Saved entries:
+++

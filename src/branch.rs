//! Branch name derivation
//!
//! The version-control collaborator receives a deterministic branch name:
//! type prefix, record id, then a slug of the title. Slugging is
//! idempotent, so re-deriving from an already-derived name changes nothing.

use crate::record::RecordType;

/// Maximum length of the slug portion
const MAX_SLUG_LEN: usize = 40;

/// Derive the branch name for a record, e.g. `bugfix/42-login-fails`
pub fn branch_name(record_type: RecordType, id: u64, title: &str) -> String {
    let slug = slugify(title);
    if slug.is_empty() {
        format!("{}/{}", record_type.branch_prefix(), id)
    } else {
        format!("{}/{}-{}", record_type.branch_prefix(), id, slug)
    }
}

/// Lowercase, collapse non-alphanumeric runs to single dashes, truncate
pub fn slugify(title: &str) -> String {
    let slug: String = title
        .to_lowercase()
        .chars()
        .map(|c| if c.is_alphanumeric() { c } else { '-' })
        .collect::<String>()
        .split('-')
        .filter(|s| !s.is_empty())
        .collect::<Vec<_>>()
        .join("-");

    if slug.len() > MAX_SLUG_LEN {
        // Truncate on a char boundary, then drop any dangling dash
        let mut cut = MAX_SLUG_LEN;
        while !slug.is_char_boundary(cut) {
            cut -= 1;
        }
        slug[..cut].trim_end_matches('-').to_string()
    } else {
        slug
    }
}

#[cfg(test)]
mod tests {
    use super::*;

    #[test]
    fn test_branch_name_shape() {
        assert_eq!(
            branch_name(RecordType::Bug, 42, "Login fails"),
            "bugfix/42-login-fails"
        );
        assert_eq!(
            branch_name(RecordType::UserStory, 7, "Export invoices!"),
            "story/7-export-invoices"
        );
        assert_eq!(branch_name(RecordType::Task, 3, "!!!"), "task/3");
    }

    #[test]
    fn test_slugify_collapses_runs() {
        assert_eq!(slugify("Fix  --  the   THING"), "fix-the-thing");
    }

    #[test]
    fn test_slugify_is_idempotent() {
        let titles = [
            "Login fails",
            "Fix: the (weird) bug!!",
            "Ünïcode titles are fine",
            "a-very-long-title-that-keeps-going-and-going-and-going-forever",
        ];
        for title in titles {
            let once = slugify(title);
            assert_eq!(slugify(&once), once, "not idempotent for {:?}", title);
        }
    }

    #[test]
    fn test_slugify_truncates() {
        let slug = slugify("a".repeat(100).as_str());
        assert!(slug.len() <= MAX_SLUG_LEN);
    }
}
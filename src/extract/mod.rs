//! Field extraction engine
//!
//! Turns an enriched record into a type-tagged structured field set plus a
//! list of validation findings. Extraction never fails on malformed input;
//! it always produces a best-effort field set. Only an unknown record type
//! is fatal, and that is caught earlier when the type tag is parsed.

pub mod bug;
pub mod format;
pub mod story;
pub mod task;

use crate::record::{EnrichedRecord, RecordType};
use serde::Serialize;

pub use bug::{BugCategory, BugFields, BugSeverity};
pub use format::{parse_block, ParsedBlock, TextFormat};
pub use story::StoryFields;
pub use task::TaskFields;

/// Severity of a validation finding. Only `Error` blocks prompt assembly.
#[derive(Debug, Clone, Copy, PartialEq, Eq, Serialize)]
pub enum FindingSeverity {
    Error,
    Warning,
    Info,
}

/// A single field-level validation result
#[derive(Debug, Clone, PartialEq, Serialize)]
pub struct ValidationFinding {
    pub field: String,
    pub severity: FindingSeverity,
    pub message: String,
}

impl ValidationFinding {
    pub fn error(field: &str, message: impl Into<String>) -> Self {
        Self {
            field: field.to_string(),
            severity: FindingSeverity::Error,
            message: message.into(),
        }
    }

    pub fn warning(field: &str, message: impl Into<String>) -> Self {
        Self {
            field: field.to_string(),
            severity: FindingSeverity::Warning,
            message: message.into(),
        }
    }

    pub fn info(field: &str, message: impl Into<String>) -> Self {
        Self {
            field: field.to_string(),
            severity: FindingSeverity::Info,
            message: message.into(),
        }
    }
}

/// True if any finding is a blocking error
pub fn has_errors(findings: &[ValidationFinding]) -> bool {
    findings
        .iter()
        .any(|f| f.severity == FindingSeverity::Error)
}

/// Derived priority bucket used to annotate generation instructions
#[derive(Debug, Clone, Copy, PartialEq, Eq, Serialize)]
pub enum Tier {
    Low,
    Medium,
    High,
}

impl Tier {
    pub fn label(&self) -> &'static str {
        match self {
            Tier::Low => "low",
            Tier::Medium => "medium",
            Tier::High => "high",
        }
    }
}

#[derive(Debug, Clone, Copy, PartialEq, Eq, Serialize)]
pub enum Urgency {
    Low,
    Medium,
    High,
    Immediate,
}

impl Urgency {
    pub fn label(&self) -> &'static str {
        match self {
            Urgency::Low => "low",
            Urgency::Medium => "medium",
            Urgency::High => "high",
            Urgency::Immediate => "immediate",
        }
    }
}

/// Combine numeric priority (1 = highest, clamped to 1..=4) and an optional
/// severity into a tier and urgency. The mapping is total: every input pair
/// lands on exactly one bucket. `Immediate` is reserved for the highest
/// combined pairing (Critical severity at priority 1).
pub fn tier_for(priority: u8, severity: Option<BugSeverity>) -> (Tier, Urgency) {
    let priority = priority.clamp(1, 4);
    let severity_score: u8 = match severity {
        Some(BugSeverity::Critical) => 4,
        Some(BugSeverity::High) => 3,
        // An absent severity is treated as the tracker's default, Medium
        Some(BugSeverity::Medium) | None => 2,
        Some(BugSeverity::Low) => 1,
    };

    if matches!(severity, Some(BugSeverity::Critical)) && priority == 1 {
        return (Tier::High, Urgency::Immediate);
    }

    // Range 2..=8: higher means more pressing
    let combined = severity_score + (5 - priority);
    let urgency = match combined {
        6..=8 => Urgency::High,
        4..=5 => Urgency::Medium,
        _ => Urgency::Low,
    };
    let tier = match urgency {
        Urgency::Immediate | Urgency::High => Tier::High,
        Urgency::Medium => Tier::Medium,
        Urgency::Low => Tier::Low,
    };
    (tier, urgency)
}

/// Fixed component vocabulary for keyword tagging. Iteration order doubles
/// as output order, keeping the tag set deterministic.
const COMPONENT_VOCABULARY: &[&str] = &[
    "api",
    "ui",
    "database",
    "service",
    "auth",
    "frontend",
    "backend",
    "cache",
    "network",
    "security",
    "performance",
];

/// Keyword-match component tags across a text blob. No matches is a valid
/// empty set, never an error.
pub fn component_tags(text: &str) -> Vec<String> {
    let lowered = text.to_lowercase();
    COMPONENT_VOCABULARY
        .iter()
        .filter(|word| {
            lowered
                .split(|c: char| !c.is_alphanumeric())
                .any(|token| token == **word)
        })
        .map(|word| word.to_string())
        .collect()
}

/// The type-tagged structured field set
#[derive(Debug, Clone, PartialEq, Serialize)]
pub enum ExtractedFields {
    Story(StoryFields),
    Bug(BugFields),
    Task(TaskFields),
}

impl ExtractedFields {
    pub fn id(&self) -> u64 {
        match self {
            ExtractedFields::Story(f) => f.id,
            ExtractedFields::Bug(f) => f.id,
            ExtractedFields::Task(f) => f.id,
        }
    }

    pub fn title(&self) -> &str {
        match self {
            ExtractedFields::Story(f) => &f.title,
            ExtractedFields::Bug(f) => &f.title,
            ExtractedFields::Task(f) => &f.title,
        }
    }

    pub fn record_type(&self) -> RecordType {
        match self {
            ExtractedFields::Story(_) => RecordType::UserStory,
            ExtractedFields::Bug(_) => RecordType::Bug,
            ExtractedFields::Task(_) => RecordType::Task,
        }
    }

    pub fn tier(&self) -> Tier {
        match self {
            ExtractedFields::Story(f) => f.tier,
            ExtractedFields::Bug(f) => f.tier,
            ExtractedFields::Task(f) => f.tier,
        }
    }

    pub fn urgency(&self) -> Urgency {
        match self {
            ExtractedFields::Story(f) => f.urgency,
            ExtractedFields::Bug(f) => f.urgency,
            ExtractedFields::Task(f) => f.urgency,
        }
    }
}

/// Validation applied before any type-specific extraction
fn common_validation(record: &EnrichedRecord) -> Vec<ValidationFinding> {
    let mut findings = Vec::new();

    if record.title.trim().is_empty() {
        findings.push(ValidationFinding::error("title", "Title must not be empty"));
    }

    match record.description.as_deref() {
        None => findings.push(ValidationFinding::warning(
            "description",
            "Description is missing; generation will proceed with low confidence",
        )),
        Some(d) if d.trim().is_empty() => findings.push(ValidationFinding::warning(
            "description",
            "Description is empty; generation will proceed with low confidence",
        )),
        Some(_) => {}
    }

    if record.area_path.trim().is_empty() {
        findings.push(ValidationFinding::error(
            "area_path",
            "Area path must not be empty; no target destination can be derived",
        ));
    }

    findings
}

/// Extract a structured field set from an enriched record.
///
/// Dispatches on the record type to one of the three strategies. The same
/// input always yields the same output: no clock or randomness is consulted.
pub fn extract(record: &EnrichedRecord) -> (ExtractedFields, Vec<ValidationFinding>) {
    let mut findings = common_validation(record);

    let fields = match record.record_type {
        RecordType::UserStory => ExtractedFields::Story(story::extract(record, &mut findings)),
        RecordType::Bug => ExtractedFields::Bug(bug::extract(record, &mut findings)),
        RecordType::Task => ExtractedFields::Task(task::extract(record, &mut findings)),
    };

    (fields, findings)
}
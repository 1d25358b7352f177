//! Work-tracker collaborator client
//!
//! Fetches one record by numeric id. The tracker owns the record shape; we
//! read a fixed set of dotted field keys and ignore the rest. Posting
//! comments and updating state stay on the tracker's side of the boundary.

use crate::record::RawRecord;
use crate::retry::{invoke, InvokeError, InvokeFailure, RetryPolicy};
use tracing::debug;

const API_VERSION: &str = "7.1";

/// Client for one tracker instance
#[derive(Debug, Clone)]
pub struct TrackerClient {
    base_url: String,
    token: String,
    http: reqwest::Client,
}

impl TrackerClient {
    pub fn new(base_url: &str, token: &str) -> Self {
        Self {
            base_url: base_url.trim_end_matches('/').to_string(),
            token: token.to_string(),
            http: reqwest::Client::new(),
        }
    }

    /// Fetch a raw record by id under the retry policy
    pub async fn fetch_record(
        &self,
        id: u64,
        policy: &RetryPolicy,
    ) -> Result<RawRecord, InvokeFailure> {
        invoke(policy, "tracker fetch", || self.request(id)).await
    }

    async fn request(&self, id: u64) -> Result<RawRecord, InvokeError> {
        let url = format!(
            "{}/_apis/wit/workitems/{}?api-version={}",
            self.base_url, id, API_VERSION
        );

        let response = self
            .http
            .get(&url)
            .header("Authorization", format!("Bearer {}", self.token))
            .send()
            .await
            .map_err(|e| InvokeError::from_message(format!("request failed: {}", e)))?;

        let status = response.status();
        let text = response
            .text()
            .await
            .map_err(|e| InvokeError::retryable(format!("failed to read response body: {}", e)))?;

        if !status.is_success() {
            return Err(InvokeError::from_status(
                status.as_u16(),
                format!("tracker returned {} for work item {}", status, id),
            ));
        }

        let record: RawRecord = serde_json::from_str(&text)
            .map_err(|e| InvokeError::fatal(format!("malformed tracker response: {}", e)))?;

        debug!(id = record.id, fields = record.fields.len(), "fetched work item");
        Ok(record)
    }
}

#[cfg(test)]
mod tests {
    use super::*;

    #[test]
    fn test_trailing_slash_trimmed() {
        let client = TrackerClient::new("https://tracker.test/org/project/", "t");
        assert_eq!(client.base_url, "https://tracker.test/org/project");
    }

    #[test]
    fn test_record_deserializes_from_tracker_shape() {
        let json = r#"{
            "id": 42,
            "rev": 3,
            "fields": {
                "System.WorkItemType": "Bug",
                "System.Title": "Login fails",
                "Some.Unknown.Key": {"nested": true}
            }
        }"#;
        let record: RawRecord = serde_json::from_str(json).unwrap();
        assert_eq!(record.id, 42);
        assert!(record.fields.contains_key("System.Title"));
    }
}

+++

TASK GOAL: Copy each line of the entries in which the string "Only" is found.

COMPLETED TASK:
//! it always produces a best-effort field set. Only an unknown record type
/// Severity of a validation finding. Only `Error` blocks prompt assembly.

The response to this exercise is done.